• YOUR TASK: Each entry below is to be copied verbatim.

• THE INPUT:
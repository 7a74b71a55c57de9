//! Aggregate counts over a set of roots.

use serde::{Deserialize, Serialize};
use std::collections::HashMap;

use super::entry::EntryHandle;
use super::error::CoreError;
use super::glob::{matches_optional, GlobMatcher};
use super::traversal::{walk, FnVisitor, TraversalOptions, VisitFlow};

pub const NO_EXTENSION_KEY: &str = "no-ext";

#[derive(Debug, Clone, Default, PartialEq, Eq, Serialize, Deserialize)]
pub struct CollectedStats {
    pub file_count: usize,
    pub dir_count: usize,
    pub extension_histogram: HashMap<String, usize>,
}

impl CollectedStats {
    /// Histogram entries by descending count, then by key.
    pub fn sorted_extensions(&self) -> Vec<(&str, usize)> {
        let mut entries: Vec<(&str, usize)> = self
            .extension_histogram
            .iter()
            .map(|(key, count)| (key.as_str(), *count))
            .collect();
        entries.sort_by(|a, b| b.1.cmp(&a.1).then_with(|| a.0.cmp(b.0)));
        entries
    }
}

/// `.txt` for `a.TXT`, [`NO_EXTENSION_KEY`] for names without a dot.
pub fn extension_key(name: &str) -> String {
    match name.rsplit_once('.') {
        Some((_, ext)) => format!(".{}", ext.to_lowercase()),
        None => NO_EXTENSION_KEY.to_string(),
    }
}

pub struct StatsCollector {
    options: TraversalOptions,
}

impl StatsCollector {
    pub fn new(options: TraversalOptions) -> Self {
        Self { options }
    }

    /// Counts matching files and directories below `roots`.
    ///
    /// Every directory is descended into, so matching descendants of a
    /// non-matching directory are still found.
    pub async fn collect(
        &self,
        roots: &[EntryHandle],
        matcher: Option<&GlobMatcher>,
    ) -> Result<CollectedStats, CoreError> {
        let mut stats = CollectedStats::default();
        let mut visitor = FnVisitor(|entry: &EntryHandle| {
            if matches_optional(matcher, entry.name()) {
                if entry.is_directory() {
                    stats.dir_count += 1;
                } else {
                    stats.file_count += 1;
                    *stats
                        .extension_histogram
                        .entry(extension_key(entry.name()))
                        .or_insert(0) += 1;
                }
            }
            VisitFlow::Descend
        });
        walk(roots, &mut visitor, &self.options).await?;

        tracing::info!(
            "Stats collected: {} files, {} folders, {} extensions",
            stats.file_count,
            stats.dir_count,
            stats.extension_histogram.len()
        );
        Ok(stats)
    }
}

#[cfg(test)]
mod tests {
    use super::*;
    use crate::core::ignore::ExclusionRules;
    use crate::core::memory_source::MemoryEntry;

    fn collector() -> StatsCollector {
        StatsCollector::new(TraversalOptions::new(ExclusionRules::dots(true)))
    }

    #[tokio::test]
    async fn test_counts_files_and_extensions() {
        let roots = vec![
            MemoryEntry::file("a.txt", "").handle(),
            MemoryEntry::file("b.TXT", "").handle(),
            MemoryEntry::file("c", "").handle(),
            MemoryEntry::file(".hidden", "").handle(),
        ];
        let stats = collector().collect(&roots, None).await.unwrap();

        assert_eq!(stats.file_count, 3);
        assert_eq!(stats.dir_count, 0);
        assert_eq!(
            stats.extension_histogram,
            HashMap::from([(".txt".to_string(), 2), ("no-ext".to_string(), 1)])
        );
    }

    #[tokio::test]
    async fn test_non_matching_directories_are_recursed_but_not_counted() {
        let root = MemoryEntry::dir("project")
            .dir("src", |d| d.file("lib.rs", "").file("notes.md", ""))
            .dir("rs", |d| d)
            .build();
        let matcher = GlobMatcher::compile("*.rs rs").unwrap();

        let stats = collector().collect(&[root.handle()], matcher.as_ref()).await.unwrap();
        assert_eq!(stats.file_count, 1);
        assert_eq!(stats.dir_count, 1, "only the directory named `rs` matches");
        assert_eq!(stats.extension_histogram.get(".rs"), Some(&1));
    }

    #[tokio::test]
    async fn test_without_filter_every_directory_counts() {
        let root = MemoryEntry::dir("p").dir("a", |d| d.dir("b", |d| d)).build();
        let stats = collector().collect(&[root.handle()], None).await.unwrap();
        assert_eq!(stats.dir_count, 3);
        assert_eq!(stats.file_count, 0);
    }

    #[test]
    fn test_extension_key() {
        assert_eq!(extension_key("archive.tar.GZ"), ".gz");
        assert_eq!(extension_key("Makefile"), "no-ext");
        assert_eq!(extension_key("trailing."), ".");
    }

    #[test]
    fn test_sorted_extensions() {
        let stats = CollectedStats {
            file_count: 6,
            dir_count: 0,
            extension_histogram: HashMap::from([
                (".rs".to_string(), 2),
                (".md".to_string(), 3),
                (".js".to_string(), 2),
            ]),
        };
        assert_eq!(stats.sorted_extensions(), vec![(".md", 3), (".js", 2), (".rs", 2)]);
    }
}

• ANSWER AREA:
repository 7a74b71a55c57de9
//! Aggregate counts over a set of roots.

use serde::{Deserialize, Serialize};
use std::collections::HashMap;

use super::entry::EntryHandle;
use super::error::CoreError;
use super::glob::{matches_optional, GlobMatcher};
use super::traversal::{walk, FnVisitor, TraversalOptions, VisitFlow};

pub const NO_EXTENSION_KEY: &str = "no-ext";

#[derive(Debug, Clone, Default, PartialEq, Eq, Serialize, Deserialize)]
pub struct CollectedStats {
    pub file_count: usize,
    pub dir_count: usize,
    pub extension_histogram: HashMap<String, usize>,
}

impl CollectedStats {
    /// Histogram entries by descending count, then by key.
    pub fn sorted_extensions(&self) -> Vec<(&str, usize)> {
        let mut entries: Vec<(&str, usize)> = self
            .extension_histogram
            .iter()
            .map(|(key, count)| (key.as_str(), *count))
            .collect();
        entries.sort_by(|a, b| b.1.cmp(&a.1).then_with(|| a.0.cmp(b.0)));
        entries
    }
}

/// `.txt` for `a.TXT`, [`NO_EXTENSION_KEY`] for names without a dot.
pub fn extension_key(name: &str) -> String {
    match name.rsplit_once('.') {
        Some((_, ext)) => format!(".{}", ext.to_lowercase()),
        None => NO_EXTENSION_KEY.to_string(),
    }
}

pub struct StatsCollector {
    options: TraversalOptions,
}

impl StatsCollector {
    pub fn new(options: TraversalOptions) -> Self {
        Self { options }
    }

    /// Counts matching files and directories below `roots`.
    ///
    /// Every directory is descended into, so matching descendants of a
    /// non-matching directory are still found.
    pub async fn collect(
        &self,
        roots: &[EntryHandle],
        matcher: Option<&GlobMatcher>,
    ) -> Result<CollectedStats, CoreError> {
        let mut stats = CollectedStats::default();
        let mut visitor = FnVisitor(|entry: &EntryHandle| {
            if matches_optional(matcher, entry.name()) {
                if entry.is_directory() {
                    stats.dir_count += 1;
                } else {
                    stats.file_count += 1;
                    *stats
                        .extension_histogram
                        .entry(extension_key(entry.name()))
                        .or_insert(0) += 1;
                }
            }
            VisitFlow::Descend
        });
        walk(roots, &mut visitor, &self.options).await?;

        tracing::info!(
            "Stats collected: {} files, {} folders, {} extensions",
            stats.file_count,
            stats.dir_count,
            stats.extension_histogram.len()
        );
        Ok(stats)
    }
}

#[cfg(test)]
mod tests {
    use super::*;
    use crate::core::ignore::ExclusionRules;
    use crate::core::memory_source::MemoryEntry;

    fn collector() -> StatsCollector {
        StatsCollector::new(TraversalOptions::new(ExclusionRules::dots(true)))
    }

    #[tokio::test]
    async fn test_counts_files_and_extensions() {
        let roots = vec![
            MemoryEntry::file("a.txt", "").handle(),
            MemoryEntry::file("b.TXT", "").handle(),
            MemoryEntry::file("c", "").handle(),
            MemoryEntry::file(".hidden", "").handle(),
        ];
        let stats = collector().collect(&roots, None).await.unwrap();

        assert_eq!(stats.file_count, 3);
        assert_eq!(stats.dir_count, 0);
        assert_eq!(
            stats.extension_histogram,
            HashMap::from([(".txt".to_string(), 2), ("no-ext".to_string(), 1)])
        );
    }

    #[tokio::test]
    async fn test_non_matching_directories_are_recursed_but_not_counted() {
        let root = MemoryEntry::dir("project")
            .dir("src", |d| d.file("lib.rs", "").file("notes.md", ""))
            .dir("rs", |d| d)
            .build();
        let matcher = GlobMatcher::compile("*.rs rs").unwrap();

        let stats = collector().collect(&[root.handle()], matcher.as_ref()).await.unwrap();
        assert_eq!(stats.file_count, 1);
        assert_eq!(stats.dir_count, 1, "only the directory named `rs` matches");
        assert_eq!(stats.extension_histogram.get(".rs"), Some(&1));
    }

    #[tokio::test]
    async fn test_without_filter_every_directory_counts() {
        let root = MemoryEntry::dir("p").dir("a", |d| d.dir("b", |d| d)).build();
        let stats = collector().collect(&[root.handle()], None).await.unwrap();
        assert_eq!(stats.dir_count, 3);
        assert_eq!(stats.file_count, 0);
    }

    #[test]
    fn test_extension_key() {
        assert_eq!(extension_key("archive.tar.GZ"), ".gz");
        assert_eq!(extension_key("Makefile"), "no-ext");
        assert_eq!(extension_key("trailing."), ".");
    }

    #[test]
    fn test_sorted_extensions() {
        let stats = CollectedStats {
            file_count: 6,
            dir_count: 0,
            extension_histogram: HashMap::from([
                (".rs".to_string(), 2),
                (".md".to_string(), 3),
                (".js".to_string(), 2),
            ]),
        };
        assert_eq!(stats.sorted_extensions(), vec![(".md", 3), (".js", 2), (".rs", 2)]);
    }
}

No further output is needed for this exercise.